Leyden oferece diversas métricas, algumas específicas por tamanho e outras normalizadas por tamanho em suas classificações. Dependendo do que é enfatizado, diferentes instituições sobem ou descem, embora a tendência geral permaneça a mesma. Por exemplo, se você observar a proporção de artigos no primeiro decil para citações, Harvard sobe ao topo. Stanford aparece em oitavo lugar. A próxima universidade não chinesa, Toronto, ocupa o décimo lugar. Oxford aparece apenas no dia quinze. Treze dos vinte primeiros de acordo com este indicador são chineses. Em suma, o poder da China não desaparece quer você se concentre no volume ou em artigos altamente citados.
O cenário para a Índia é menos claro. Em classificações ponderadas pela reputação, como o QS World University Rankings, as instituições indianas parecem mais fortes. Mais de 50 universidades indianas aparecem no último ranking QS. O IIT Delhi está classificado em 123º, sua posição mais alta, e o IIT Bombay está logo atrás. A marca IIT carrega reconhecimento global construído ao longo de décadas através do sucesso e da visibilidade de seus ex-alunos.
Do ponto de vista da bibliometria de Leiden, a reputação não é diretamente relevante.
A classificação do VIT, em particular, levanta questões. O seu mix disciplinar está mais alinhado com áreas de alto desempenho? Colabora mais amplamente em redes que incentivam citações? Terá ele, conscientemente ou não, se otimizado exatamente para os tipos de resultados que os sistemas bibliométricos recompensam? Todas estas explicações são plausíveis e reflectem áreas onde o VIT parece ter funcionado bem num período de tempo relativamente curto.

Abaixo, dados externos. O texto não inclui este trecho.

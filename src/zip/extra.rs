//! Decoding of extra-field sub-records.
//!
//! The extra field is a sequence of `(tag: u16, size: u16, payload)` blocks.
//! Known tags are decoded into named fields; anything else is reported as an
//! `UnknownHeader` carrying its raw payload.

use byteorder::{LittleEndian, ReadBytesExt};
use chrono::DateTime;
use std::io::{Cursor, Read};

use super::structures::{ExtraField, UNKNOWN_DATA_KEY, UNKNOWN_HEADER};

const ZIP64_TAG: u16 = 0x0001;
const NTFS_TAG: u16 = 0x000a;
const EXTENDED_TIMESTAMP_TAG: u16 = 0x5455;
const UNICODE_PATH_TAG: u16 = 0x7075;
const INFOZIP_UNIX_TAG: u16 = 0x7875;

/// Seconds between 1601-01-01 (FILETIME epoch) and 1970-01-01.
const FILETIME_UNIX_DELTA: i64 = 11_644_473_600;

/// Header values saturated to their maximum, whose real value lives in the
/// ZIP64 extra field.
#[derive(Debug, Clone, Copy, Default)]
pub struct Zip64Needs {
    pub uncompressed_size: bool,
    pub compressed_size: bool,
    pub lfh_offset: bool,
    pub disk_number_start: bool,
}

/// 64-bit values recovered from a ZIP64 extended information field.
#[derive(Debug, Clone, Copy, Default, PartialEq, Eq)]
pub struct Zip64Values {
    pub uncompressed_size: Option<u64>,
    pub compressed_size: Option<u64>,
    pub lfh_offset: Option<u64>,
    pub disk_number_start: Option<u32>,
}

/// Decode every sub-record of an extra field.
pub fn decode_extra_fields(data: &[u8], needs: Zip64Needs) -> (Vec<ExtraField>, Zip64Values) {
    let mut fields = Vec::new();
    let mut zip64 = Zip64Values::default();
    let mut pos = 0usize;

    while pos + 4 <= data.len() {
        let tag = u16::from_le_bytes([data[pos], data[pos + 1]]);
        let size = u16::from_le_bytes([data[pos + 2], data[pos + 3]]) as usize;
        let start = pos + 4;
        let end = (start + size).min(data.len());
        let payload = &data[start..end];

        let decoded = if end - start < size {
            None
        } else {
            match tag {
                ZIP64_TAG => decode_zip64(payload, needs).map(|(field, values)| {
                    zip64 = values;
                    field
                }),
                NTFS_TAG => decode_ntfs(payload),
                EXTENDED_TIMESTAMP_TAG => decode_extended_timestamp(payload),
                UNICODE_PATH_TAG => decode_unicode_path(payload),
                INFOZIP_UNIX_TAG => decode_infozip_unix(payload),
                _ => None,
            }
        };

        fields.push(decoded.unwrap_or_else(|| unknown_header(tag, size, payload)));
        pos = start + size;
    }

    (fields, zip64)
}

fn unknown_header(tag: u16, size: usize, payload: &[u8]) -> ExtraField {
    ExtraField::new(UNKNOWN_HEADER)
        .with("HeaderID", format!("0x{:04x}", tag))
        .with("DataSize", size.to_string())
        .with(UNKNOWN_DATA_KEY, hex::encode(payload))
}

fn decode_zip64(payload: &[u8], needs: Zip64Needs) -> Option<(ExtraField, Zip64Values)> {
    let mut cursor = Cursor::new(payload);
    let mut values = Zip64Values::default();
    let mut field = ExtraField::new("Zip64ExtendedInformation");

    // Values appear only for header fields that were saturated, in this order.
    if needs.uncompressed_size {
        let value = cursor.read_u64::<LittleEndian>().ok()?;
        values.uncompressed_size = Some(value);
        field = field.with("UncompressedSize", value.to_string());
    }
    if needs.compressed_size {
        let value = cursor.read_u64::<LittleEndian>().ok()?;
        values.compressed_size = Some(value);
        field = field.with("CompressedSize", value.to_string());
    }
    if needs.lfh_offset {
        let value = cursor.read_u64::<LittleEndian>().ok()?;
        values.lfh_offset = Some(value);
        field = field.with("RelativeHeaderOffset", value.to_string());
    }
    if needs.disk_number_start {
        let value = cursor.read_u32::<LittleEndian>().ok()?;
        values.disk_number_start = Some(value);
        field = field.with("DiskStartNumber", value.to_string());
    }

    Some((field, values))
}

fn decode_ntfs(payload: &[u8]) -> Option<ExtraField> {
    let mut cursor = Cursor::new(payload);
    let _reserved = cursor.read_u32::<LittleEndian>().ok()?;
    let mut field = ExtraField::new("NTFS");

    while let (Ok(tag), Ok(size)) = (
        cursor.read_u16::<LittleEndian>(),
        cursor.read_u16::<LittleEndian>(),
    ) {
        if tag == 0x0001 && size == 24 {
            for key in ["Mtime", "Atime", "Ctime"] {
                let ticks = cursor.read_u64::<LittleEndian>().ok()?;
                field = field.with(key, format_filetime(ticks));
            }
        } else {
            let mut skipped = vec![0u8; size as usize];
            cursor.read_exact(&mut skipped).ok()?;
        }
    }

    Some(field)
}

fn decode_extended_timestamp(payload: &[u8]) -> Option<ExtraField> {
    let mut cursor = Cursor::new(payload);
    let flags = cursor.read_u8().ok()?;
    let mut field = ExtraField::new("ExtendedTimestamp").with("Flags", flags.to_string());

    // The central directory copy usually carries only the modification time,
    // even when the flags announce more.
    for (bit, key) in [(0x01, "ModifyTime"), (0x02, "AccessTime"), (0x04, "CreateTime")] {
        if flags & bit == 0 {
            continue;
        }
        match cursor.read_i32::<LittleEndian>() {
            Ok(seconds) => field = field.with(key, format_unix(seconds as i64)),
            Err(_) => break,
        }
    }

    Some(field)
}

fn decode_unicode_path(payload: &[u8]) -> Option<ExtraField> {
    let mut cursor = Cursor::new(payload);
    let version = cursor.read_u8().ok()?;
    let crc = cursor.read_u32::<LittleEndian>().ok()?;
    let name = String::from_utf8_lossy(&payload[5..]).to_string();

    Some(
        ExtraField::new("InfoZipUnicodePath")
            .with("Version", version.to_string())
            .with("NameCRC32", format!("{:08x}", crc))
            .with("UnicodeName", name),
    )
}

fn decode_infozip_unix(payload: &[u8]) -> Option<ExtraField> {
    let mut cursor = Cursor::new(payload);
    let version = cursor.read_u8().ok()?;
    let uid = read_sized_id(&mut cursor)?;
    let gid = read_sized_id(&mut cursor)?;

    Some(
        ExtraField::new("InfoZipUnix")
            .with("Version", version.to_string())
            .with("UID", uid.to_string())
            .with("GID", gid.to_string()),
    )
}

/// A little-endian id prefixed by its byte width.
fn read_sized_id(cursor: &mut Cursor<&[u8]>) -> Option<u64> {
    let size = cursor.read_u8().ok()? as usize;
    if size > 8 {
        return None;
    }
    let mut buf = [0u8; 8];
    cursor.read_exact(&mut buf[..size]).ok()?;
    Some(u64::from_le_bytes(buf))
}

fn format_unix(seconds: i64) -> String {
    DateTime::from_timestamp(seconds, 0)
        .map(|t| t.format("%Y-%m-%d %H:%M:%S").to_string())
        .unwrap_or_else(|| seconds.to_string())
}

fn format_filetime(ticks: u64) -> String {
    let seconds = (ticks / 10_000_000) as i64 - FILETIME_UNIX_DELTA;
    let nanos = (ticks % 10_000_000) as u32 * 100;
    DateTime::from_timestamp(seconds, nanos)
        .map(|t| t.format("%Y-%m-%d %H:%M:%S").to_string())
        .unwrap_or_else(|| ticks.to_string())
}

A localização relativamente baixa do Instituto Indiano de Ciência levanta várias questões. O IISc é amplamente considerado uma instituição de pesquisa intensiva altamente respeitada e com altos padrões. Se aparecer abaixo do esperado na classificação bibliométrica, isso reflete a combinação de áreas, o escopo, os esquemas de colaboração ou a seleção de publicações? Há mais publicações em locais que são profundamente relevantes para determinadas comunidades, mas que não transitam tão facilmente pelas redes de citação? Ou algo mais está acontecendo?
As afirmações sobre a qualidade das universidades baseadas em classificações merecem cautela, e a confiança só deve surgir após um exame cuidadoso dos dados subjacentes. Para seu crédito, os próprios criadores da classificação de Leyden alertam contra a interpretação exagerada das posições do ranking. Eles argumentam que não existe um conceito geral único de eficácia universitária. Diferentes usuários estão interessados em diferentes dimensões de atividade. Pequenas diferenças no desempenho podem levar a grandes saltos na classificação, criando a ilusão de distância onde há pouca. O que realmente significa ser a 200ª universidade do mundo em comparação com a 300ª?
É sabido que cada universidade seleciona as classificações que a favorecem e rejeita as que não lhe agradam. Mas cada classificação deve vir com seu próprio aviso. Emptor de advertência. As classificações medem apenas o que pretendem medir.
Anirban Mahapatra é cientista e autor do último livro, When Medicines Don’t Work. As opiniões expressas são pessoais.